Exercise directions
Only the lines below between the ones containing "use crate::core::errors::OperationError;" and "let prefix = args.string(0)?;", inclusive, are to be reproduced, each exactly as it stands.

Stored data
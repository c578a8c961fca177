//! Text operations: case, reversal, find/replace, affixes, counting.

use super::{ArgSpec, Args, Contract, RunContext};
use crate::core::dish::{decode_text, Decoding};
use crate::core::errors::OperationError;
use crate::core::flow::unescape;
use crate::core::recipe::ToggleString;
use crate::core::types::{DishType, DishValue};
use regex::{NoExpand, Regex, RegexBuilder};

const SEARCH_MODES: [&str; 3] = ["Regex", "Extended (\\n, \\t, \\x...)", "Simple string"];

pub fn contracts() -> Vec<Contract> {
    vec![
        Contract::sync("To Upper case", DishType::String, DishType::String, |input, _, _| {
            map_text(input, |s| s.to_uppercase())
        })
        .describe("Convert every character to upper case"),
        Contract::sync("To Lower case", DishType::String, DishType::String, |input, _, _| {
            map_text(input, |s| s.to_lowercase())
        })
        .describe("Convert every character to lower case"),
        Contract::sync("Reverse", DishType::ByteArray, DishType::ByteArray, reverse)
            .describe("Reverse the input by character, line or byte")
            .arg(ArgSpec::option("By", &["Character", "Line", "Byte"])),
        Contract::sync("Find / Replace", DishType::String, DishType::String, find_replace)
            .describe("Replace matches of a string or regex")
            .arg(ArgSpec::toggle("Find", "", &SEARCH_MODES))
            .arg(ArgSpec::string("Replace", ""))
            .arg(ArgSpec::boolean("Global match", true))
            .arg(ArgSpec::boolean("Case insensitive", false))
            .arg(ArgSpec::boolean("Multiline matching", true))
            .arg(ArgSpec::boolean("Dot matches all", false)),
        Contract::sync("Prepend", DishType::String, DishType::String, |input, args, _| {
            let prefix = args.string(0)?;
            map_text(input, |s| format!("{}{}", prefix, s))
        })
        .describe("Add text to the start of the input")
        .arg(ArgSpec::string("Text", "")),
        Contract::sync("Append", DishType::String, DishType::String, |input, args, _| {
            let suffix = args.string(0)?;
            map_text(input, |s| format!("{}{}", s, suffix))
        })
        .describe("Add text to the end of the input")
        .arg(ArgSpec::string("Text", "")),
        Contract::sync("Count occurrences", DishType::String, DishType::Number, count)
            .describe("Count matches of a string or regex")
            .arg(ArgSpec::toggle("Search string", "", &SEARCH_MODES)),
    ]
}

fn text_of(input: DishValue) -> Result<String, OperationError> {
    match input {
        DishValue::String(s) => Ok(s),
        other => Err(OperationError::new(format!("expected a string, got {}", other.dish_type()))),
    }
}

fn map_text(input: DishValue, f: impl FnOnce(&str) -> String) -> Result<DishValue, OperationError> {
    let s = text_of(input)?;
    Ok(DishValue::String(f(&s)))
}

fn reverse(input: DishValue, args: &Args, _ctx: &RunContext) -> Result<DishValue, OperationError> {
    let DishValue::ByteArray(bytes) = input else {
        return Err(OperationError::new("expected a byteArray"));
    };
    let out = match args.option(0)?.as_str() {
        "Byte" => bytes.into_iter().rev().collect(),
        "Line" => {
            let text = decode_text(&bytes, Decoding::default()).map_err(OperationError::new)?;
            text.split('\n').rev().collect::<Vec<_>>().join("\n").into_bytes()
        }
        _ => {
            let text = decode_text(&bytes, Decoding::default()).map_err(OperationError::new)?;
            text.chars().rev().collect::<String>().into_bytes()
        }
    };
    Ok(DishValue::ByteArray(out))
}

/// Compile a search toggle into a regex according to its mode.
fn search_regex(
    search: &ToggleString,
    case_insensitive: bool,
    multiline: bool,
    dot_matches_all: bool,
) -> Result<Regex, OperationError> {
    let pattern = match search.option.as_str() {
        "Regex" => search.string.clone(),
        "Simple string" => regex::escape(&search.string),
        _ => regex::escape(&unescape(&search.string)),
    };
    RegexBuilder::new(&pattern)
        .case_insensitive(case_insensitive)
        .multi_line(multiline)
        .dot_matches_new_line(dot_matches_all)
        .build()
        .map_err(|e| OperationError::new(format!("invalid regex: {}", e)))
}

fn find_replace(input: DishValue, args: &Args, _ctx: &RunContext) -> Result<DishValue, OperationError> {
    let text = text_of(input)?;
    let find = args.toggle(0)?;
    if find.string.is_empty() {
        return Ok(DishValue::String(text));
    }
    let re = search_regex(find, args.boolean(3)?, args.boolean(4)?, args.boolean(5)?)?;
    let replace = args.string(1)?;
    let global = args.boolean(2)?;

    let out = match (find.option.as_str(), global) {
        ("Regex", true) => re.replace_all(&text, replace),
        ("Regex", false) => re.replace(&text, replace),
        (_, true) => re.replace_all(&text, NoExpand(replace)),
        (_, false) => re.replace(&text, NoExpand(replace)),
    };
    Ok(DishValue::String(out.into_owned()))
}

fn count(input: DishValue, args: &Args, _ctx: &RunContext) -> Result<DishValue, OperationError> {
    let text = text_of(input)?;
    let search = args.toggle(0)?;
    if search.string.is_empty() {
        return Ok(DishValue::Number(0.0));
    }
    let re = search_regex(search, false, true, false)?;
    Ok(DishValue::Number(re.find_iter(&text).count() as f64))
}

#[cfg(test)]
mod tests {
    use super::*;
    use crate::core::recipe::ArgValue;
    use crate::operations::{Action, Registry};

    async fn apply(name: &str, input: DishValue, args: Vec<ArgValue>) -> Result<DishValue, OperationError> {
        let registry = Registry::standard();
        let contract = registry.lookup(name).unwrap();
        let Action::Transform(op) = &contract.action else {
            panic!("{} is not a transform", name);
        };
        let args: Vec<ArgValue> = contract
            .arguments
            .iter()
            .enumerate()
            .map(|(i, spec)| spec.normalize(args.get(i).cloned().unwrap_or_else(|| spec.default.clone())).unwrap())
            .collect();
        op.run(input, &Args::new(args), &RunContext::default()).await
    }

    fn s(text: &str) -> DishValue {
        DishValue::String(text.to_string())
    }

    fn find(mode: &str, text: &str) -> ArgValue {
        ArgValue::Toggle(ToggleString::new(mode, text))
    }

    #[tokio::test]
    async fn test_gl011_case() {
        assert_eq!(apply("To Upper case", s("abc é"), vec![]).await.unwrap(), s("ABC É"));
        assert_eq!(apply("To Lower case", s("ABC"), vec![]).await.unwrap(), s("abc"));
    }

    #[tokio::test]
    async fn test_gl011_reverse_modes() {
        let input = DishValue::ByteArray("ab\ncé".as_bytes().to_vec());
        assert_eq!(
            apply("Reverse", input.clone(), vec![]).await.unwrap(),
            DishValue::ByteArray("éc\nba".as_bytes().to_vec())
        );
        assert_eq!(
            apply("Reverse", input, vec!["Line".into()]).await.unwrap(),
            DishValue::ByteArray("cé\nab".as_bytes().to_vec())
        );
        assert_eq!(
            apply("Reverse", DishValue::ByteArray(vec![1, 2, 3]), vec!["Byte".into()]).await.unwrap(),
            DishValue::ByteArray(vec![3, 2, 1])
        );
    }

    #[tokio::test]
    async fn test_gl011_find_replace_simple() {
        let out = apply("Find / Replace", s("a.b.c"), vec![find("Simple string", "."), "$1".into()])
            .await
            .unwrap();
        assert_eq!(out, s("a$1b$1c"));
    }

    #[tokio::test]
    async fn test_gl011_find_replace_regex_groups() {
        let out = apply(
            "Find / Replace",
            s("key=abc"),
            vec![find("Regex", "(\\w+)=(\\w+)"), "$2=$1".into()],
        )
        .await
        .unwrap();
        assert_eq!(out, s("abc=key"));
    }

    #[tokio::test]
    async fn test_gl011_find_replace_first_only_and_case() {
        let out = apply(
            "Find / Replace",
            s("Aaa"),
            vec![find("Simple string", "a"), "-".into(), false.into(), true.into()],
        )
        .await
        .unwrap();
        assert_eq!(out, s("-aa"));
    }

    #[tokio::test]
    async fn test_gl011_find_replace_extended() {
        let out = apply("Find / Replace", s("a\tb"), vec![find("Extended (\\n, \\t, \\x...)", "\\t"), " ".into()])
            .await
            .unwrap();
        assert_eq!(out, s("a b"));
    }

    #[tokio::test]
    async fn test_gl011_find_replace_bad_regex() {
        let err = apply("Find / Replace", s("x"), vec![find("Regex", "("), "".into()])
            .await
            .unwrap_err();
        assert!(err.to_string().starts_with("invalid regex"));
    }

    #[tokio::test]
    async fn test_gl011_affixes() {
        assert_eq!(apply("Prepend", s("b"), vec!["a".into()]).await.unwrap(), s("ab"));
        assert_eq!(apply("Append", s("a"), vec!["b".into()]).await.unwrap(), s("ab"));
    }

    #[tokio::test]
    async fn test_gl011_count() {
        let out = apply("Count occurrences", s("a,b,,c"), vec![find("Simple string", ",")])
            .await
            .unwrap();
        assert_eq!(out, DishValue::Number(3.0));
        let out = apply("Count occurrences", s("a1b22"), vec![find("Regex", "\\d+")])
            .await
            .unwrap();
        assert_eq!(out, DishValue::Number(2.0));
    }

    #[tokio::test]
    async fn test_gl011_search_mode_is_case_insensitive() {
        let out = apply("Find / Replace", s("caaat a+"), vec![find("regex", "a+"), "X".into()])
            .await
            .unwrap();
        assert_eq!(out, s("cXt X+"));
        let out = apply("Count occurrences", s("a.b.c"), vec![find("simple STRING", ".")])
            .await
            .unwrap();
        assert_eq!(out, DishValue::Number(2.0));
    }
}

Response
use crate::core::errors::OperationError;
use crate::core::flow::unescape;
use crate::core::recipe::ToggleString;
use crate::core::types::{DishType, DishValue};
use regex::{NoExpand, Regex, RegexBuilder};

const SEARCH_MODES: [&str; 3] = ["Regex", "Extended (\\n, \\t, \\x...)", "Simple string"];

pub fn contracts() -> Vec<Contract> {
    vec![
        Contract::sync("To Upper case", DishType::String, DishType::String, |input, _, _| {
            map_text(input, |s| s.to_uppercase())
        })
        .describe("Convert every character to upper case"),
        Contract::sync("To Lower case", DishType::String, DishType::String, |input, _, _| {
            map_text(input, |s| s.to_lowercase())
        })
        .describe("Convert every character to lower case"),
        Contract::sync("Reverse", DishType::ByteArray, DishType::ByteArray, reverse)
            .describe("Reverse the input by character, line or byte")
            .arg(ArgSpec::option("By", &["Character", "Line", "Byte"])),
        Contract::sync("Find / Replace", DishType::String, DishType::String, find_replace)
            .describe("Replace matches of a string or regex")
            .arg(ArgSpec::toggle("Find", "", &SEARCH_MODES))
            .arg(ArgSpec::string("Replace", ""))
            .arg(ArgSpec::boolean("Global match", true))
            .arg(ArgSpec::boolean("Case insensitive", false))
            .arg(ArgSpec::boolean("Multiline matching", true))
            .arg(ArgSpec::boolean("Dot matches all", false)),
        Contract::sync("Prepend", DishType::String, DishType::String, |input, args, _| {
            let prefix = args.string(0)?;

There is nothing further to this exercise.